(What the task asks)
The answer must consist of every line in the data that contains "ChannelSetup".

(Recorded data)
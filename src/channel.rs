//! 전송 채널
//!
//! - `MulticastChannel`: UDP 멀티캐스트 그룹 송수신 (데이터그램 1개 = PDU 1개)
//! - `UnicastChannel`: TCP 재전송 채널 (요청/재전송 데이터 전용)
//!
//! 그룹 주소가 멀티캐스트가 아니면 일반 UDP로 동작한다 (루프백 시험용).

use std::future::Future;
use std::net::{IpAddr, Ipv4Addr, SocketAddr};
use std::sync::Arc;
use std::time::Duration;

use socket2::{Domain, Protocol, Socket, Type};
use tokio::io::{AsyncReadExt, AsyncWriteExt};
use tokio::net::tcp::{OwnedReadHalf, OwnedWriteHalf};
use tokio::net::{TcpListener, TcpStream, UdpSocket};
use tracing::{debug, info, warn};

use crate::pdu::{Pdu, PduCodec};
use crate::{Config, Error, Result, HEADER_LEN, MAX_DATAGRAM};

/// 최대 `attempts`회 시도, 실패 사이에 `delay` 대기
async fn with_retries<T, F, Fut>(what: &str, attempts: u32, delay: Duration, mut op: F) -> Result<T>
where
    F: FnMut() -> Fut,
    Fut: Future<Output = std::io::Result<T>>,
{
    let attempts = attempts.max(1);
    let mut attempt = 1;
    loop {
        match op().await {
            Ok(value) => return Ok(value),
            Err(e) if attempt < attempts => {
                warn!("{} 실패 ({}/{}): {}", what, attempt, attempts, e);
                tokio::time::sleep(delay).await;
                attempt += 1;
            }
            Err(source) => return Err(Error::ChannelSetup { attempts, source }),
        }
    }
}

/// 멀티캐스트 채널
pub struct MulticastChannel {
    socket: UdpSocket,
    group: SocketAddr,
}

impl MulticastChannel {
    /// 수신용: 그룹 포트에 바인드 후 그룹 가입
    pub async fn join(group: SocketAddr, interface: Ipv4Addr, config: &Config) -> Result<Self> {
        let recv_buffer = config.recv_buffer_size;
        let socket = with_retries(
            "멀티캐스트 그룹 가입",
            config.join_attempts,
            config.join_retry(),
            || async move { make_receive_socket(group, interface, recv_buffer) },
        )
        .await?;

        info!("멀티캐스트 수신 준비: {} (iface {})", group, interface);
        Ok(Self {
            socket: UdpSocket::from_std(socket)?,
            group,
        })
    }

    /// 송신용: 임의 포트에 바인드, 그룹으로 전송
    pub async fn open_sender(group: SocketAddr, interface: Ipv4Addr, config: &Config) -> Result<Self> {
        let ttl = config.multicast_ttl;
        let socket = with_retries(
            "멀티캐스트 송신 소켓 생성",
            config.join_attempts,
            config.join_retry(),
            || async move { make_send_socket(group, interface, ttl) },
        )
        .await?;

        info!("멀티캐스트 송신 준비: {} (ttl {})", group, ttl);
        Ok(Self {
            socket: UdpSocket::from_std(socket)?,
            group,
        })
    }

    pub fn group(&self) -> SocketAddr {
        self.group
    }

    pub fn local_addr(&self) -> Result<SocketAddr> {
        Ok(self.socket.local_addr()?)
    }

    /// 인코딩된 프레임 전송
    pub async fn send(&self, frame: &[u8]) -> Result<()> {
        self.socket.send_to(frame, self.group).await?;
        Ok(())
    }

    pub async fn send_pdu(&self, codec: &PduCodec, pdu: &Pdu) -> Result<usize> {
        let frame = codec.encode(pdu)?;
        self.send(&frame).await?;
        Ok(frame.len())
    }

    /// PDU 하나 수신
    ///
    /// 디코딩 실패는 `Error::Decode`로 돌려주며 다음 호출은 정상 동작한다.
    pub async fn recv_pdu(&self, codec: &PduCodec) -> Result<Pdu> {
        let mut buf = [0u8; MAX_DATAGRAM];
        let (len, _from) = self.socket.recv_from(&mut buf).await?;
        Ok(codec.decode(&buf[..len])?)
    }
}

fn make_receive_socket(group: SocketAddr, interface: Ipv4Addr, recv_buffer: usize) -> std::io::Result<std::net::UdpSocket> {
    let socket = Socket::new(Domain::for_address(group), Type::DGRAM, Some(Protocol::UDP))?;
    socket.set_reuse_address(true)?;
    if let Err(e) = socket.set_recv_buffer_size(recv_buffer) {
        debug!("SO_RCVBUF 설정 실패: {}", e);
    }
    socket.set_nonblocking(true)?;

    match group.ip() {
        IpAddr::V4(ip) if ip.is_multicast() => {
            let bind = SocketAddr::new(IpAddr::V4(Ipv4Addr::UNSPECIFIED), group.port());
            socket.bind(&bind.into())?;
            socket.join_multicast_v4(&ip, &interface)?;
        }
        IpAddr::V6(ip) if ip.is_multicast() => {
            let bind = SocketAddr::new(IpAddr::V6(std::net::Ipv6Addr::UNSPECIFIED), group.port());
            socket.bind(&bind.into())?;
            socket.join_multicast_v6(&ip, 0)?;
        }
        _ => socket.bind(&group.into())?,
    }
    Ok(socket.into())
}

fn make_send_socket(group: SocketAddr, interface: Ipv4Addr, ttl: u32) -> std::io::Result<std::net::UdpSocket> {
    let socket = Socket::new(Domain::for_address(group), Type::DGRAM, Some(Protocol::UDP))?;
    socket.set_reuse_address(true)?;
    socket.set_nonblocking(true)?;

    match group.ip() {
        IpAddr::V4(ip) => {
            socket.bind(&SocketAddr::new(IpAddr::V4(Ipv4Addr::UNSPECIFIED), 0).into())?;
            if ip.is_multicast() {
                socket.set_multicast_ttl_v4(ttl)?;
                socket.set_multicast_loop_v4(true)?;
                if !interface.is_unspecified() {
                    socket.set_multicast_if_v4(&interface)?;
                }
            }
        }
        IpAddr::V6(ip) => {
            socket.bind(&SocketAddr::new(IpAddr::V6(std::net::Ipv6Addr::UNSPECIFIED), 0).into())?;
            if ip.is_multicast() {
                socket.set_multicast_hops_v6(ttl)?;
            }
        }
    }
    Ok(socket.into())
}

/// 재전송 채널 리스너 (송신측)
pub struct UnicastListener {
    listener: TcpListener,
}

impl UnicastListener {
    pub async fn bind(addr: SocketAddr) -> Result<Self> {
        let listener = TcpListener::bind(addr)
            .await
            .map_err(|source| Error::ChannelSetup { attempts: 1, source })?;
        Ok(Self { listener })
    }

    pub fn local_addr(&self) -> Result<SocketAddr> {
        Ok(self.listener.local_addr()?)
    }

    pub async fn accept(&self) -> Result<UnicastChannel> {
        let (stream, peer) = self.listener.accept().await?;
        stream.set_nodelay(true)?;
        Ok(UnicastChannel { stream, peer })
    }
}

/// 재전송 채널 (TCP)
pub struct UnicastChannel {
    stream: TcpStream,
    peer: SocketAddr,
}

impl UnicastChannel {
    /// 송신측에 연결 (최대 `join_attempts`회)
    pub async fn connect(addr: SocketAddr, config: &Config) -> Result<Self> {
        let stream = with_retries(
            "재전송 채널 연결",
            config.join_attempts,
            config.join_retry(),
            || TcpStream::connect(addr),
        )
        .await?;
        stream.set_nodelay(true)?;
        info!("재전송 채널 연결: {}", addr);
        Ok(Self { stream, peer: addr })
    }

    pub fn peer_addr(&self) -> SocketAddr {
        self.peer
    }

    /// 핸드쉐이크용 원시 스트림
    pub fn stream_mut(&mut self) -> &mut TcpStream {
        &mut self.stream
    }

    /// 읽기/쓰기 반으로 분리
    pub fn into_split(self, codec: Arc<PduCodec>) -> (UnicastReader, UnicastWriter) {
        let (read, write) = self.stream.into_split();
        (
            UnicastReader {
                half: read,
                codec: codec.clone(),
                peer: self.peer,
            },
            UnicastWriter { half: write, codec },
        )
    }
}

/// 재전송 채널 읽기
pub struct UnicastReader {
    half: OwnedReadHalf,
    codec: Arc<PduCodec>,
    peer: SocketAddr,
}

impl UnicastReader {
    /// PDU 프레임 하나 수신
    ///
    /// 헤더가 잘못되면 스트림 경계를 잃으므로 `InvalidData` IO 에러(Fatal)를 돌려준다.
    /// 프레임 경계가 정상이면 인증 실패 등은 `Error::Decode`.
    pub async fn recv_pdu(&mut self) -> Result<Pdu> {
        let mut header = [0u8; HEADER_LEN];
        read_exact_or_closed(&mut self.half, &mut header).await?;

        let frame_len = self.codec.peek_frame_len(&header).map_err(|e| {
            Error::Io(std::io::Error::new(
                std::io::ErrorKind::InvalidData,
                format!("{}: {}", self.peer, e),
            ))
        })?;

        let mut frame = vec![0u8; frame_len];
        frame[..HEADER_LEN].copy_from_slice(&header);
        read_exact_or_closed(&mut self.half, &mut frame[HEADER_LEN..]).await?;
        Ok(self.codec.decode(&frame)?)
    }
}

/// 재전송 채널 쓰기
pub struct UnicastWriter {
    half: OwnedWriteHalf,
    codec: Arc<PduCodec>,
}

impl UnicastWriter {
    pub async fn send_pdu(&mut self, pdu: &Pdu) -> Result<()> {
        let frame = self.codec.encode(pdu)?;
        self.half.write_all(&frame).await?;
        Ok(())
    }

    pub async fn shutdown(&mut self) -> Result<()> {
        self.half.shutdown().await?;
        Ok(())
    }
}

async fn read_exact_or_closed(half: &mut OwnedReadHalf, buf: &mut [u8]) -> Result<()> {
    match half.read_exact(buf).await {
        Ok(_) => Ok(()),
        Err(e) if e.kind() == std::io::ErrorKind::UnexpectedEof => Err(Error::ConnectionClosed),
        Err(e) => Err(e.into()),
    }
}
//! 세션 통계
//!
//! 여러 태스크가 동시에 갱신하므로 카운터는 원자 변수.
//! 읽을 때는 `snapshot()`으로 한 번에 복사한다.

use std::sync::atomic::{AtomicU64, Ordering};
use std::time::{Duration, Instant};

/// 세션 카운터
#[derive(Debug)]
pub struct SessionStats {
    start_time: Instant,
    pdus_sent: AtomicU64,
    pdus_received: AtomicU64,
    bytes_sent: AtomicU64,
    bytes_received: AtomicU64,
    duplicates: AtomicU64,
    auth_failures: AtomicU64,
    malformed: AtomicU64,
    retx_requests: AtomicU64,
    retx_data: AtomicU64,
    retx_rejects: AtomicU64,
    retx_ends: AtomicU64,
    bop_requests: AtomicU64,
    products_sent: AtomicU64,
    products_complete: AtomicU64,
    products_lost: AtomicU64,
}

impl SessionStats {
    pub fn new() -> Self {
        Self {
            start_time: Instant::now(),
            pdus_sent: AtomicU64::new(0),
            pdus_received: AtomicU64::new(0),
            bytes_sent: AtomicU64::new(0),
            bytes_received: AtomicU64::new(0),
            duplicates: AtomicU64::new(0),
            auth_failures: AtomicU64::new(0),
            malformed: AtomicU64::new(0),
            retx_requests: AtomicU64::new(0),
            retx_data: AtomicU64::new(0),
            retx_rejects: AtomicU64::new(0),
            retx_ends: AtomicU64::new(0),
            bop_requests: AtomicU64::new(0),
            products_sent: AtomicU64::new(0),
            products_complete: AtomicU64::new(0),
            products_lost: AtomicU64::new(0),
        }
    }

    fn bump(counter: &AtomicU64, by: u64) {
        counter.fetch_add(by, Ordering::Relaxed);
    }

    pub fn record_sent(&self, bytes: usize) {
        Self::bump(&self.pdus_sent, 1);
        Self::bump(&self.bytes_sent, bytes as u64);
    }

    pub fn record_received(&self, bytes: usize) {
        Self::bump(&self.pdus_received, 1);
        Self::bump(&self.bytes_received, bytes as u64);
    }

    pub fn record_duplicate(&self) {
        Self::bump(&self.duplicates, 1);
    }

    pub fn record_auth_failure(&self) {
        Self::bump(&self.auth_failures, 1);
    }

    pub fn record_malformed(&self) {
        Self::bump(&self.malformed, 1);
    }

    pub fn record_retx_request(&self) {
        Self::bump(&self.retx_requests, 1);
    }

    pub fn record_retx_data(&self) {
        Self::bump(&self.retx_data, 1);
    }

    pub fn record_retx_reject(&self) {
        Self::bump(&self.retx_rejects, 1);
    }

    pub fn record_retx_end(&self) {
        Self::bump(&self.retx_ends, 1);
    }

    pub fn record_bop_request(&self) {
        Self::bump(&self.bop_requests, 1);
    }

    pub fn record_product_sent(&self) {
        Self::bump(&self.products_sent, 1);
    }

    pub fn record_complete(&self) {
        Self::bump(&self.products_complete, 1);
    }

    pub fn record_lost(&self) {
        Self::bump(&self.products_lost, 1);
    }

    /// 현재 값 복사
    pub fn snapshot(&self) -> StatsSnapshot {
        let load = |c: &AtomicU64| c.load(Ordering::Relaxed);
        StatsSnapshot {
            elapsed: self.start_time.elapsed(),
            pdus_sent: load(&self.pdus_sent),
            pdus_received: load(&self.pdus_received),
            bytes_sent: load(&self.bytes_sent),
            bytes_received: load(&self.bytes_received),
            duplicates: load(&self.duplicates),
            auth_failures: load(&self.auth_failures),
            malformed: load(&self.malformed),
            retx_requests: load(&self.retx_requests),
            retx_data: load(&self.retx_data),
            retx_rejects: load(&self.retx_rejects),
            retx_ends: load(&self.retx_ends),
            bop_requests: load(&self.bop_requests),
            products_sent: load(&self.products_sent),
            products_complete: load(&self.products_complete),
            products_lost: load(&self.products_lost),
        }
    }
}

impl Default for SessionStats {
    fn default() -> Self {
        Self::new()
    }
}

/// 통계 스냅샷
#[derive(Debug, Clone, Default, PartialEq, Eq)]
pub struct StatsSnapshot {
    pub elapsed: Duration,
    pub pdus_sent: u64,
    pub pdus_received: u64,
    pub bytes_sent: u64,
    pub bytes_received: u64,
    pub duplicates: u64,
    pub auth_failures: u64,
    pub malformed: u64,
    pub retx_requests: u64,
    pub retx_data: u64,
    pub retx_rejects: u64,
    pub retx_ends: u64,
    pub bop_requests: u64,
    pub products_sent: u64,
    pub products_complete: u64,
    pub products_lost: u64,
}

impl StatsSnapshot {
    /// 수신 처리율 (bytes/sec)
    pub fn receive_throughput(&self) -> f64 {
        let secs = self.elapsed.as_secs_f64();
        if secs == 0.0 {
            return 0.0;
        }
        self.bytes_received as f64 / secs
    }

    /// 송신 처리율 (bytes/sec)
    pub fn send_throughput(&self) -> f64 {
        let secs = self.elapsed.as_secs_f64();
        if secs == 0.0 {
            return 0.0;
        }
        self.bytes_sent as f64 / secs
    }

    /// 제품 손실률
    pub fn product_loss_rate(&self) -> f64 {
        let total = self.products_complete + self.products_lost;
        if total == 0 {
            return 0.0;
        }
        self.products_lost as f64 / total as f64
    }

    /// 통계 요약 문자열
    pub fn summary(&self) -> String {
        format!(
            "Elapsed: {:.2}s | PDUs: {} sent / {} recv | Products: {} sent, {} complete, {} lost ({:.2}%) | Dup: {} | Auth fail: {} | Retx: {} req / {} data / {} reject | Throughput: {:.2} MB/s",
            self.elapsed.as_secs_f64(),
            self.pdus_sent,
            self.pdus_received,
            self.products_sent,
            self.products_complete,
            self.products_lost,
            self.product_loss_rate() * 100.0,
            self.duplicates,
            self.auth_failures,
            self.retx_requests,
            self.retx_data,
            self.retx_rejects,
            (self.receive_throughput() + self.send_throughput()) / 1_000_000.0,
        )
    }
}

(Response area)
            Err(source) => return Err(Error::ChannelSetup { attempts, source }),
            .map_err(|source| Error::ChannelSetup { attempts: 1, source })?;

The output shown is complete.